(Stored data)
%%
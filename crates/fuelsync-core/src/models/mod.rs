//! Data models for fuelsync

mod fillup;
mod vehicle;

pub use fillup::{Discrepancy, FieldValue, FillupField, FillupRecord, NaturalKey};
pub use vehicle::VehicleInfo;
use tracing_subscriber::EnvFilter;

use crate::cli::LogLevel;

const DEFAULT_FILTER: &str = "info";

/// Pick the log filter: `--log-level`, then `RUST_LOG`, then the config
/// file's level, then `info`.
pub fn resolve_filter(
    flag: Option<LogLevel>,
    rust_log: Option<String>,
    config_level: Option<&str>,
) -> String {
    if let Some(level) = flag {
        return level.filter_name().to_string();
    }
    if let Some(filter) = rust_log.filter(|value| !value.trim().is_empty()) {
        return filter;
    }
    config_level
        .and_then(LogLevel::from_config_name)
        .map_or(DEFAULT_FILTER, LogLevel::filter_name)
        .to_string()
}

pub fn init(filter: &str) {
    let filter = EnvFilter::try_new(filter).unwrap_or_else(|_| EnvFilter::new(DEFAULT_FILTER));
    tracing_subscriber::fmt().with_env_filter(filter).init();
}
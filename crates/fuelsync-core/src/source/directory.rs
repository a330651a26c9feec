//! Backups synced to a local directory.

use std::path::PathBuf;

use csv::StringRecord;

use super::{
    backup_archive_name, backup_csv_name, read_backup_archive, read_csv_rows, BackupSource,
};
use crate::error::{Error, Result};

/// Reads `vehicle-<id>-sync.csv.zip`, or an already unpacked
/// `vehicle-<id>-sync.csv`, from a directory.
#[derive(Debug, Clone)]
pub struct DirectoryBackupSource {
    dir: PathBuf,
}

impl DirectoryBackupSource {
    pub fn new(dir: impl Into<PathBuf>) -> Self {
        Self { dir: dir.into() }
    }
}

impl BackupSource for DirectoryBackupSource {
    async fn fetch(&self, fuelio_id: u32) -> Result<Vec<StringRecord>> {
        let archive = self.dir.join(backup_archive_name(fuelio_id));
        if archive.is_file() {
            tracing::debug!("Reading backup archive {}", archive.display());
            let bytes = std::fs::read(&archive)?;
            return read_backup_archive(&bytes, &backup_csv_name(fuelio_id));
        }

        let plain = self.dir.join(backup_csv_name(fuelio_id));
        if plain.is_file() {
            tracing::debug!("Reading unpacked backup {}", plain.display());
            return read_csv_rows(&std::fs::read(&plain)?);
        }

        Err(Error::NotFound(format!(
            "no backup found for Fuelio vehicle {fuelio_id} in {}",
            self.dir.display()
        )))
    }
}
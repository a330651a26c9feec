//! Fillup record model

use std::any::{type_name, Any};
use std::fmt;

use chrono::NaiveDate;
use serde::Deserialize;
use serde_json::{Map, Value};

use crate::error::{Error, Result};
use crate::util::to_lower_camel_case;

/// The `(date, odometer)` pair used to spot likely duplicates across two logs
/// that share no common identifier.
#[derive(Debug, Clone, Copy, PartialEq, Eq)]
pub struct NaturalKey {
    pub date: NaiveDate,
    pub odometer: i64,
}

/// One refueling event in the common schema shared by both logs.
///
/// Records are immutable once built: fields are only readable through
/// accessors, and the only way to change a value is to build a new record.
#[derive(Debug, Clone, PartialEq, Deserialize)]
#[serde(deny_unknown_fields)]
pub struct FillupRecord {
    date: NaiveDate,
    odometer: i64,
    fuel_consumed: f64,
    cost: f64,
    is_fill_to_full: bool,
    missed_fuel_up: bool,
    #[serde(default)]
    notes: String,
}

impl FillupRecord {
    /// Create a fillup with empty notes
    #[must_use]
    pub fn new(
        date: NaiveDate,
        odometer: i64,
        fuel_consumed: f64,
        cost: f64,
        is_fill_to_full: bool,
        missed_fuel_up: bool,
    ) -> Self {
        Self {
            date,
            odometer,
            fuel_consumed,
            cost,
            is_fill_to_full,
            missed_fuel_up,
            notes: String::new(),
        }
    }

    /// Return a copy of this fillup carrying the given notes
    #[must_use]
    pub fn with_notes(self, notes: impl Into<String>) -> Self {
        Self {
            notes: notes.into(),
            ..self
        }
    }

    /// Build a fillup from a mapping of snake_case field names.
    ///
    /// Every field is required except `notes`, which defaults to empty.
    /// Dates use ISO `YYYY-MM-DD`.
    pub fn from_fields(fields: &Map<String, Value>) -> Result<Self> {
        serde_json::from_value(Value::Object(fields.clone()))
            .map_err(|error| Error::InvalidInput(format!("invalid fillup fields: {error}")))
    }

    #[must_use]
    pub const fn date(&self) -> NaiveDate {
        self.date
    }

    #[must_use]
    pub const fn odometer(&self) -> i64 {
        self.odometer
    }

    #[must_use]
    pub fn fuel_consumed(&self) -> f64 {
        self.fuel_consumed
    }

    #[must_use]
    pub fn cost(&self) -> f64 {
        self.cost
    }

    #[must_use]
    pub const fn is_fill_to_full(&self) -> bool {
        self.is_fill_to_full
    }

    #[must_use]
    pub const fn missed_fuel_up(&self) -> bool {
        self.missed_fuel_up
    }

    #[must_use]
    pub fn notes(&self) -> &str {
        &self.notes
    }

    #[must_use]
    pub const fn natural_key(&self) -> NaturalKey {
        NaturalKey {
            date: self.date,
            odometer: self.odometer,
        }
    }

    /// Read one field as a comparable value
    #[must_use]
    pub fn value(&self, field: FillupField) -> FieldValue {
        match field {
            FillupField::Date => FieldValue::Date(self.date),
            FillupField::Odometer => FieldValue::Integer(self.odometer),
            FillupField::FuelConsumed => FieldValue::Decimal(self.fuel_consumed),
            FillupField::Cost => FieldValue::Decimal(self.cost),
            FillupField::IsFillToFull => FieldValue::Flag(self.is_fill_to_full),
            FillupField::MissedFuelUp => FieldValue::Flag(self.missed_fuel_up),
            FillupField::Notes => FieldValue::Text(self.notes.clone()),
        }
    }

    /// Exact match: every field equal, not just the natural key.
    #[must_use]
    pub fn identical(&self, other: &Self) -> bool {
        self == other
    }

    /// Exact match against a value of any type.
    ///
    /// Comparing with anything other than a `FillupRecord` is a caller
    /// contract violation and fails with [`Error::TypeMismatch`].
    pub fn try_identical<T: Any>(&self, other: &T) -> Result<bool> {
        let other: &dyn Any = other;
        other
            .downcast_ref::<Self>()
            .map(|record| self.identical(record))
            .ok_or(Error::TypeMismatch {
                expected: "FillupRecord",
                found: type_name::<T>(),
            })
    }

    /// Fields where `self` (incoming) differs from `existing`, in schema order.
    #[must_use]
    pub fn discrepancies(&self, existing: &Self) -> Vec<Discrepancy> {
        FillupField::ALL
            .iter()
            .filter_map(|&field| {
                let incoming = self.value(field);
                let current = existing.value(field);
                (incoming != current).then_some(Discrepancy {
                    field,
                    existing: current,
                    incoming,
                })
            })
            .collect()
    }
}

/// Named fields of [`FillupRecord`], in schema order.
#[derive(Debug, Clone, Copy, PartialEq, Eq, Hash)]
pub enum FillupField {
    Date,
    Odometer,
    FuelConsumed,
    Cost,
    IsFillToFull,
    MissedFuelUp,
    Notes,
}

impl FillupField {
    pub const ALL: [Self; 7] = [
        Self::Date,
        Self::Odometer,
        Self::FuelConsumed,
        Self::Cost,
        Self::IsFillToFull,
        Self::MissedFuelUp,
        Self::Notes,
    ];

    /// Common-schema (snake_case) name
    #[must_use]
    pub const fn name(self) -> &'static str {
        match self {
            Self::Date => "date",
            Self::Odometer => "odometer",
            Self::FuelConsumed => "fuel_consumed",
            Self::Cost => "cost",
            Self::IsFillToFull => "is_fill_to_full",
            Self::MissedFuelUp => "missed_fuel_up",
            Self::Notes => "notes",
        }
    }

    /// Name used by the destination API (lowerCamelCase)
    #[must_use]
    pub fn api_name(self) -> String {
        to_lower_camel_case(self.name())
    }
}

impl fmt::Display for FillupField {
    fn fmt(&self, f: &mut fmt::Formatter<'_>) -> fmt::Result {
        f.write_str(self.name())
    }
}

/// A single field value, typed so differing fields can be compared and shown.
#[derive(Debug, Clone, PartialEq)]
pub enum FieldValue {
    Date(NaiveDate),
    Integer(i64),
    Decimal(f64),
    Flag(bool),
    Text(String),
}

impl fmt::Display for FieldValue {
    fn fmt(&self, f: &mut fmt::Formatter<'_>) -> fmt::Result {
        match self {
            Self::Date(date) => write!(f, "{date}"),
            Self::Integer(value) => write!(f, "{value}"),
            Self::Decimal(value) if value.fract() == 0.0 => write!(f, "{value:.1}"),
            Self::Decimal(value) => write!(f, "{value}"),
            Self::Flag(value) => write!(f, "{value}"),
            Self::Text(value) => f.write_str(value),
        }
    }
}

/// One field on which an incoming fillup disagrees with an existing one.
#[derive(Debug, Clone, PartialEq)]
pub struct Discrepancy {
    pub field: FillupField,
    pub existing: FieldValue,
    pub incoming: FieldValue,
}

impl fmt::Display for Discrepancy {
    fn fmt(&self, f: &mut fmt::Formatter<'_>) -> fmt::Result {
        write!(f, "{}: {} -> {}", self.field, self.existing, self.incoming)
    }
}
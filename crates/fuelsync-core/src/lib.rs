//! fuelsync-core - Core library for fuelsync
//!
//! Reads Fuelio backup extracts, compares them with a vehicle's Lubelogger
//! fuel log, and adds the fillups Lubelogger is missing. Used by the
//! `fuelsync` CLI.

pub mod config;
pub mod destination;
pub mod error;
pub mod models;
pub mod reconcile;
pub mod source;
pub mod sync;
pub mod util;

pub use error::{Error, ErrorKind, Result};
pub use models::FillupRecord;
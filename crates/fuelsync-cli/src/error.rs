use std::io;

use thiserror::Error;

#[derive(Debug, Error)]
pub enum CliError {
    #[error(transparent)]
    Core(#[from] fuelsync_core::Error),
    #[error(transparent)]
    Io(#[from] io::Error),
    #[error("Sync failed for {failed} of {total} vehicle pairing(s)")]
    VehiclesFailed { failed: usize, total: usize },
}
%%
* Exercise goal: Please print exactly what appears from the first line of the data through the line with "file's level, then", including both of those lines and nothing past them.

* Solution to this problem:
filename crates/fuelsync-core/src/models/mod.rs
//! Data models for fuelsync

mod fillup;
mod vehicle;

pub use fillup::{Discrepancy, FieldValue, FillupField, FillupRecord, NaturalKey};
pub use vehicle::VehicleInfo;
use tracing_subscriber::EnvFilter;

use crate::cli::LogLevel;

const DEFAULT_FILTER: &str = "info";

/// Pick the log filter: `--log-level`, then `RUST_LOG`, then the config
/// file's level, then `info`.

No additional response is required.